Odpowiednie nawadnianie
Wysoka temperatura sprzyja odwodnieniu. Pamiętajcie o tym, że nie da się „napić na zapas”. Sama woda to za mało. Polecam napoje izotoniczne – ogólnodostępne lub te domowej roboty. Należy pić wodę, co jakiś czas. Jeżeli wybierasz się na dłuższą aktywność, to zadbaj o zapas wody. Butelka w ręce, pas z bidonami, ewentualnie plecak z bukłakiem, softflask – arsenał jest naprawdę pokaźny. Pamiętaj, że optymalnie nawodnienie eliminuje ryzyko udaru cieplnego.

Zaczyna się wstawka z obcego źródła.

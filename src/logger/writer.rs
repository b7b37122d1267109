//! Log writer module
//!
//! Process-wide sink for access and error lines, backed by files or stdout/stderr.

use std::fs::{File, OpenOptions};
use std::io::{self, Write};
use std::path::Path;
use std::sync::{Mutex, OnceLock};

/// Global log writer instance
static LOG_WRITER: OnceLock<LogWriter> = OnceLock::new();

/// Log output target
enum LogTarget {
    Stdout,
    Stderr,
    File(Mutex<File>),
}

impl LogTarget {
    fn open(path: Option<&str>, fallback: Self) -> io::Result<Self> {
        match path {
            Some(p) => Ok(Self::File(Mutex::new(open_log_file(p)?))),
            None => Ok(fallback),
        }
    }

    fn write_line(&self, message: &str) {
        match self {
            Self::Stdout => println!("{message}"),
            Self::Stderr => eprintln!("{message}"),
            Self::File(file) => {
                if let Ok(mut f) = file.lock() {
                    let _ = writeln!(f, "{message}");
                }
            }
        }
    }
}

/// Thread-safe log writer
pub struct LogWriter {
    access: LogTarget,
    error: LogTarget,
    debug: bool,
}

impl LogWriter {
    fn new(
        access_log_file: Option<&str>,
        error_log_file: Option<&str>,
        level: &str,
    ) -> io::Result<Self> {
        Ok(Self {
            access: LogTarget::open(access_log_file, LogTarget::Stdout)?,
            error: LogTarget::open(error_log_file, LogTarget::Stderr)?,
            debug: level.eq_ignore_ascii_case("debug") || level.eq_ignore_ascii_case("trace"),
        })
    }

    /// Write to access log
    pub fn write_access(&self, message: &str) {
        self.access.write_line(message);
    }

    /// Write info message (to access log target)
    pub fn write_info(&self, message: &str) {
        self.access.write_line(message);
    }

    /// Write to error log
    pub fn write_error(&self, message: &str) {
        self.error.write_line(message);
    }

    pub const fn debug_enabled(&self) -> bool {
        self.debug
    }
}

/// Open or create a log file for appending
fn open_log_file(path: &str) -> io::Result<File> {
    // Create parent directories if they don't exist
    if let Some(parent) = Path::new(path).parent() {
        if !parent.as_os_str().is_empty() {
            std::fs::create_dir_all(parent)?;
        }
    }

    OpenOptions::new().create(true).append(true).open(path)
}

/// Initialize the global log writer
///
/// This should be called once at application startup.
/// Returns error if log files cannot be opened.
pub fn init(
    access_log_file: Option<&str>,
    error_log_file: Option<&str>,
    level: &str,
) -> io::Result<()> {
    let writer = LogWriter::new(access_log_file, error_log_file, level)?;
    LOG_WRITER.set(writer).map_err(|_| {
        io::Error::new(
            io::ErrorKind::AlreadyExists,
            "Log writer already initialized",
        )
    })
}

/// Get the global log writer, if `init()` has been called
pub fn get() -> Option<&'static LogWriter> {
    LOG_WRITER.get()
}

#[cfg(test)]
mod tests {
    use super::*;

    #[test]
    fn test_file_target_appends_lines() {
        let dir = std::env::temp_dir().join(format!("edge_router_log_{}", std::process::id()));
        let path = dir.join("nested").join("access.log");
        let path_str = path.to_str().unwrap();

        let writer = LogWriter::new(Some(path_str), None, "info").unwrap();
        writer.write_access("first");
        writer.write_info("second");

        let contents = std::fs::read_to_string(&path).unwrap();
        assert_eq!(contents, "first\nsecond\n");
        assert!(!writer.debug_enabled());

        std::fs::remove_dir_all(&dir).unwrap();
    }

    #[test]
    fn test_debug_level() {
        assert!(LogWriter::new(None, None, "DEBUG").unwrap().debug_enabled());
        assert!(!LogWriter::new(None, None, "warn").unwrap().debug_enabled());
    }
}
//! Query schema
//!
//! ```graphql
//! type Query {
//!   ask(prompt: String!): String!
//!   chat(messages: [MessageInput!]!): String!
//! }
//! input MessageInput { role: String!, content: String! }
//! ```

use async_graphql::{Context, EmptyMutation, EmptySubscription, Object, Schema};

use super::completion::{ChatMessage, CompletionClient};
use super::Operation;
use crate::logger;

pub type GatewaySchema = Schema<QueryRoot, EmptyMutation, EmptySubscription>;

pub struct QueryRoot;

#[Object]
impl QueryRoot {
    /// Ask a single question as the user
    async fn ask(&self, ctx: &Context<'_>, prompt: String) -> async_graphql::Result<String> {
        run(ctx, Operation::Ask { prompt }).await
    }

    /// Continue a conversation given its full message history
    async fn chat(
        &self,
        ctx: &Context<'_>,
        messages: Vec<ChatMessage>,
    ) -> async_graphql::Result<String> {
        run(ctx, Operation::Chat { messages }).await
    }
}

async fn run(ctx: &Context<'_>, operation: Operation) -> async_graphql::Result<String> {
    let client = ctx.data::<CompletionClient>()?;
    let name = operation.name();
    operation.execute(client).await.map_err(|e| {
        logger::log_error(&format!("[Gateway] {name} failed: {e}"));
        async_graphql::Error::new(e.to_string())
    })
}

pub fn build_schema(client: CompletionClient) -> GatewaySchema {
    Schema::build(QueryRoot, EmptyMutation, EmptySubscription)
        .data(client)
        .finish()
}

#[cfg(test)]
mod tests {
    use super::*;

    #[test]
    fn test_sdl_exposes_both_operations() {
        let client = CompletionClient::new(
            reqwest::Client::new(),
            &crate::config::tests::stub_config("http://127.0.0.1:1").completion,
        );
        let sdl = build_schema(client).sdl();
        assert!(sdl.contains("ask(prompt: String!): String!"));
        assert!(sdl.contains("chat(messages: [MessageInput!]!): String!"));
        assert!(sdl.contains("input MessageInput"));
    }
}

Rywalizacja w upalny dzień?
Obecnie zawody to prawdziwy rarytas. Niemniej, chętni skutecznie sobie z tym radzą. Lipiec i sierpień to jedne z najcieplejszych miesięcy w roku (w Polsce). Czy to oznacza, że trzeba rezygnować ze startów? Absolutnie nie, ale apeluje o zdrowy rozsądek. Równowagą dla wysokiej temperatury niech powinna być chłodna głowa! Moim zdaniem amatorzy nie powinni ryzykować własnym zdrowiem (też jestem amatorem, pracuje zawodowo).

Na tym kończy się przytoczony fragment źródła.